Thursday, November 1, 2012

Real Versus Surreal: ARGO and CLOUD ATLAS

Two current movies approach the world in vastly opposite ways. ARGO, directed with frenetic action and drama by Ben Affleck, takes on a real incident from 1979 when 6 Americans escaped to the Canadian Embassy as Iranian mobs stormed the U.S. Embassy. A little known story because of official secrecy, the incident makes a crackerjack piece of entertainment that is filled with suspense, action, and satire. Affleck stars as a CIA agent who concocts a fake movie called ARGO with the help of a once successful film director, drolly embodied by the great Alan Arkin, and a once successful make-up pro, played with delightful understatement by John Goodman. Their plan? Create a fake sci-fi film and go to Iran to scout for locations and sneak the refugees out. That this actually happened doesn't take away from the gung-ho drive and character development director Affleck brings to ARGO. We get to know the six refugees as well as the agent and the Hollywood types, and the result is one of the year's best films.
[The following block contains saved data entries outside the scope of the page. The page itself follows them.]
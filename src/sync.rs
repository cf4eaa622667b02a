//! Chain data synchronization
//!
//! [`ChainDataSync`] owns the canonical in-memory record set for the session.
//! A sync enumerates every record id through the read view, fetches each
//! record individually, and replaces the held set wholesale - no incremental
//! merge, so stale entries can never leak across syncs. Pipelines never patch
//! records in place; they ask for a resync after a confirmed mutation.

use crate::error::{NewsError, Result};
use crate::model::NewsRecord;
use crate::traits::{NewsReadView, SessionProvider};
use std::sync::Arc;
use tokio::sync::RwLock;

/// Canonical record set, mutated only by [`ChainDataSync::sync`]'s
/// full replace. Everything else reads snapshots.
#[derive(Clone)]
pub struct NewsStore {
    records: Arc<RwLock<Vec<NewsRecord>>>,
}

impl NewsStore {
    pub fn new() -> Self {
        Self {
            records: Arc::new(RwLock::new(Vec::new())),
        }
    }

    /// Snapshot of the current record set
    pub async fn snapshot(&self) -> Vec<NewsRecord> {
        self.records.read().await.clone()
    }

    /// Look up a single record by id
    pub async fn get(&self, id: &str) -> Option<NewsRecord> {
        self.records.read().await.iter().find(|r| r.id == id).cloned()
    }

    pub async fn len(&self) -> usize {
        self.records.read().await.len()
    }

    pub async fn is_empty(&self) -> bool {
        self.records.read().await.is_empty()
    }

    async fn replace_all(&self, records: Vec<NewsRecord>) {
        *self.records.write().await = records;
    }
}

impl Default for NewsStore {
    fn default() -> Self {
        Self::new()
    }
}

/// A record that could not be fetched during a sync
#[derive(Debug, Clone)]
pub struct FetchFailure {
    pub id: String,
    pub reason: String,
}

/// Outcome of a sync pass
#[derive(Debug, Clone, Default)]
pub struct SyncReport {
    /// Records fetched and installed in the store
    pub records: Vec<NewsRecord>,
    /// Records skipped because their individual fetch failed
    pub failures: Vec<FetchFailure>,
}

/// Fetches the full record set from the read view and maps it into the
/// local model.
///
/// Per-record fetch failures are logged and reported in the
/// [`SyncReport`] but do not abort the pass; partial results are still
/// installed. Only a failure of the id listing itself is an error.
pub struct ChainDataSync {
    read: Arc<dyn NewsReadView>,
    session: Arc<dyn SessionProvider>,
    store: NewsStore,
}

impl ChainDataSync {
    pub fn new(read: Arc<dyn NewsReadView>, session: Arc<dyn SessionProvider>) -> Self {
        Self {
            read,
            session,
            store: NewsStore::new(),
        }
    }

    /// The store this sync engine maintains
    pub fn store(&self) -> &NewsStore {
        &self.store
    }

    /// Run a full sync pass.
    ///
    /// Returns an empty report without touching the store when no wallet
    /// session is active; that is not an error.
    pub async fn sync(&self) -> Result<SyncReport> {
        if !self.session.session().connected {
            return Ok(SyncReport::default());
        }

        let ids = self
            .read
            .list_record_ids()
            .await
            .map_err(|e| NewsError::Sync(e.to_string()))?;

        let mut records = Vec::with_capacity(ids.len());
        let mut failures = Vec::new();

        for id in ids {
            match self.read.get_record(&id).await {
                Ok(fields) => records.push(NewsRecord::from_chain(&id, fields)),
                Err(e) => {
                    tracing::warn!("skipping record {} during sync: {}", id, e);
                    failures.push(FetchFailure {
                        id,
                        reason: e.to_string(),
                    });
                }
            }
        }

        self.store.replace_all(records.clone()).await;

        Ok(SyncReport { records, failures })
    }
}

#[cfg(test)]
mod tests {
    use super::*;
    use crate::testutil::{fields, FakeChain, FakeSession};

    fn setup(connected: bool) -> (Arc<FakeChain>, ChainDataSync) {
        let chain = Arc::new(FakeChain::new());
        let sync = ChainDataSync::new(chain.clone(), Arc::new(FakeSession::new(connected)));
        (chain, sync)
    }

    #[tokio::test]
    async fn partial_fetch_failures_are_skipped_not_fatal() {
        let (chain, sync) = setup(true);
        chain.insert("news-1", fields("One", 3));
        chain.insert("news-2", fields("Two", 6));
        chain.insert("news-3", fields("Three", 8));
        chain.fail_record("news-2");

        let report = sync.sync().await.unwrap();
        assert_eq!(report.records.len(), 2);
        assert_eq!(report.failures.len(), 1);
        assert_eq!(report.failures[0].id, "news-2");
        assert_eq!(sync.store().len().await, 2);
    }

    #[tokio::test]
    async fn full_replace_drops_stale_entries() {
        let (chain, sync) = setup(true);
        chain.insert("news-1", fields("One", 3));
        chain.insert("news-2", fields("Two", 6));
        sync.sync().await.unwrap();
        assert_eq!(sync.store().len().await, 2);

        chain.remove("news-1");
        sync.sync().await.unwrap();

        let snapshot = sync.store().snapshot().await;
        assert_eq!(snapshot.len(), 1);
        assert_eq!(snapshot[0].id, "news-2");
    }

    #[tokio::test]
    async fn disconnected_session_yields_empty_ok() {
        let (chain, sync) = setup(false);
        chain.insert("news-1", fields("One", 3));

        let report = sync.sync().await.unwrap();
        assert!(report.records.is_empty());
        assert!(report.failures.is_empty());
    }

    #[tokio::test]
    async fn listing_failure_is_a_sync_error() {
        let (chain, sync) = setup(true);
        chain.fail_listing();

        let err = sync.sync().await.unwrap_err();
        assert!(matches!(err, NewsError::Sync(_)));
        assert!(sync.store().is_empty().await);
    }

    #[tokio::test]
    async fn verification_is_monotonic_across_syncs() {
        let (chain, sync) = setup(true);
        chain.insert("news-1", fields("One", 3));
        sync.sync().await.unwrap();
        assert!(!sync.store().get("news-1").await.unwrap().is_verified);

        chain.mark_verified("news-1", 42);
        sync.sync().await.unwrap();
        assert!(sync.store().get("news-1").await.unwrap().is_verified);

        // Later passes keep reporting it verified
        sync.sync().await.unwrap();
        let record = sync.store().get("news-1").await.unwrap();
        assert!(record.is_verified);
        assert_eq!(record.decrypted_value, 42);
    }
}
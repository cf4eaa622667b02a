//! HTTP read adapter for indexer gateways
//!
//! Implements [`NewsReadView`] against a gateway that indexes the news
//! contract and serves its state over HTTP. Writes always need a wallet
//! signer and stay behind the [`crate::traits::NewsWriteView`] seam.

use crate::error::{ChainError, ChainResult};
use crate::model::{CiphertextHandle, RecordFields};
use crate::traits::NewsReadView;
use async_trait::async_trait;
use reqwest::{header, Client, StatusCode};
use serde::{Deserialize, Serialize};
use std::time::Duration;

/// Gateway client configuration
#[derive(Debug, Clone)]
pub struct GatewayConfig {
    /// Base URL for the gateway HTTP API
    pub base_url: String,
    /// Contract address the gateway scopes requests by
    pub contract: String,
    /// Optional API key for authenticated access
    pub api_key: Option<String>,
    /// Request timeout in seconds (default: 30)
    pub timeout_secs: u64,
}

impl Default for GatewayConfig {
    fn default() -> Self {
        Self {
            base_url: "http://localhost:8080".to_string(),
            contract: String::new(),
            api_key: None,
            timeout_secs: 30,
        }
    }
}

/// Response from the record listing endpoint
#[derive(Debug, Clone, Serialize, Deserialize)]
pub struct RecordIdsResponse {
    /// Contract the listing is scoped to
    pub contract: String,
    /// All record ids, in creation order
    pub ids: Vec<String>,
}

/// Response from the ciphertext handle endpoint
#[derive(Debug, Clone, Serialize, Deserialize)]
pub struct HandleResponse {
    pub id: String,
    /// Opaque on-chain ciphertext reference
    pub handle: String,
}

/// Response from the availability endpoint
#[derive(Debug, Clone, Serialize, Deserialize)]
pub struct AvailabilityResponse {
    pub available: bool,
}

/// HTTP client for a news-contract indexer gateway
///
/// # Example
///
/// ```rust,no_run
/// use cipherfeed_sdk::{GatewayClient, GatewayConfig};
///
/// # async fn example() -> Result<(), Box<dyn std::error::Error>> {
/// let gateway = GatewayClient::new(GatewayConfig {
///     base_url: "https://gateway.example.com".into(),
///     contract: "0xcontract".into(),
///     ..Default::default()
/// });
///
/// let ids = gateway.record_ids().await?;
/// # Ok(())
/// # }
/// ```
pub struct GatewayClient {
    config: GatewayConfig,
    client: Client,
}

impl GatewayClient {
    /// Create a new gateway client
    pub fn new(config: GatewayConfig) -> Self {
        let mut headers = header::HeaderMap::new();
        if let Some(ref api_key) = config.api_key {
            headers.insert(
                header::AUTHORIZATION,
                header::HeaderValue::from_str(&format!("Bearer {}", api_key))
                    .expect("Invalid API key"),
            );
        }

        let client = Client::builder()
            .default_headers(headers)
            .timeout(Duration::from_secs(config.timeout_secs))
            .build()
            .expect("Failed to build HTTP client");

        Self { config, client }
    }

    /// List all record ids the gateway has indexed
    pub async fn record_ids(&self) -> ChainResult<Vec<String>> {
        let url = format!(
            "{}/chain/v1/{}/records",
            self.config.base_url,
            urlencoding::encode(&self.config.contract)
        );

        let response = self.client.get(&url).send().await?;
        let body: RecordIdsResponse = self.handle_response(response).await?;
        Ok(body.ids)
    }

    /// Fetch a single record's fields
    pub async fn record(&self, id: &str) -> ChainResult<RecordFields> {
        let url = format!(
            "{}/chain/v1/{}/records/{}",
            self.config.base_url,
            urlencoding::encode(&self.config.contract),
            urlencoding::encode(id)
        );

        let response = self.client.get(&url).send().await?;
        if response.status() == StatusCode::NOT_FOUND {
            return Err(ChainError::NotFound(id.to_string()));
        }
        self.handle_response(response).await
    }

    /// Fetch a record's ciphertext handle
    pub async fn ciphertext_handle(&self, id: &str) -> ChainResult<CiphertextHandle> {
        let url = format!(
            "{}/chain/v1/{}/records/{}/handle",
            self.config.base_url,
            urlencoding::encode(&self.config.contract),
            urlencoding::encode(id)
        );

        let response = self.client.get(&url).send().await?;
        if response.status() == StatusCode::NOT_FOUND {
            return Err(ChainError::NotFound(id.to_string()));
        }
        let body: HandleResponse = self.handle_response(response).await?;
        Ok(CiphertextHandle::new(body.handle))
    }

    /// Probe whether the contract is reachable through the gateway
    pub async fn available(&self) -> ChainResult<bool> {
        let url = format!(
            "{}/chain/v1/{}/available",
            self.config.base_url,
            urlencoding::encode(&self.config.contract)
        );

        let response = self.client.get(&url).send().await?;
        let body: AvailabilityResponse = self.handle_response(response).await?;
        Ok(body.available)
    }

    async fn handle_response<T: serde::de::DeserializeOwned>(
        &self,
        response: reqwest::Response,
    ) -> ChainResult<T> {
        if response.status() == StatusCode::NOT_FOUND {
            return Err(ChainError::NotFound("resource not found".to_string()));
        }

        if !response.status().is_success() {
            let status = response.status().as_u16();
            let body = response.text().await.unwrap_or_default();
            return Err(ChainError::Call(format!("HTTP {} - {}", status, body)));
        }

        let body = response
            .json()
            .await
            .map_err(|e| ChainError::Call(e.to_string()))?;
        Ok(body)
    }
}

#[async_trait]
impl NewsReadView for GatewayClient {
    async fn list_record_ids(&self) -> ChainResult<Vec<String>> {
        self.record_ids().await
    }

    async fn get_record(&self, id: &str) -> ChainResult<RecordFields> {
        self.record(id).await
    }

    async fn get_ciphertext_handle(&self, id: &str) -> ChainResult<CiphertextHandle> {
        self.ciphertext_handle(id).await
    }

    async fn check_availability(&self) -> ChainResult<bool> {
        self.available().await
    }
}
And now for something totally different. Directed by Lana and Andy Wachocski (THE MATRIX) and Tom Tykwer (RUN, LOLA, RUN), CLOUD ATLAS is a phantasmagorical message film filled with so many plots and themes it makes INCEPTION look like Candyland. Tom Hanks, Halle Berry, Jim Broadbent, Hugo Weaving, Ben Whishaw, and a host of others embody a number of characters in different eras but often similar situations. In general, this adaptation of David Mitchell's complicated fantasy novel stresses individual freedom from oppression by the corporate state. We see this in the 19th century slave trade, in a young composer trying to keep his original ideas from being stolen by an old master, in innocent elders attempting to break free from their prisonlike nursing homes, and in several other plots.

 The most impressive variation takes place in New Seoul Korea in the 22nd Century, where a fabricant worker (clone) leads a revolution against a totalitarian government. Taking cues from films like BLADE RUNNER and THE MATRIX, the filmmakers have created a dazzling world that masks oppression with glitz. The action scenes are amazing, especially as they are intercut with similar critical moments from the other plots. All of the actors play their roles with honest emotional intensity, but the English actors Jim Broadbent and Ben Whishaw are both brilliant as the old, both good and bad, and the rising new (good). Both are worthy of Oscar nominations, as are the set designs and the make-up

CLOUD ATLAS is not a perfect film. It sometimes becomes didactic in its messages, and it is too long. But it is a spectacular, involving, and never boring film that makes the viewer gasp and even think. That's what good movies should do.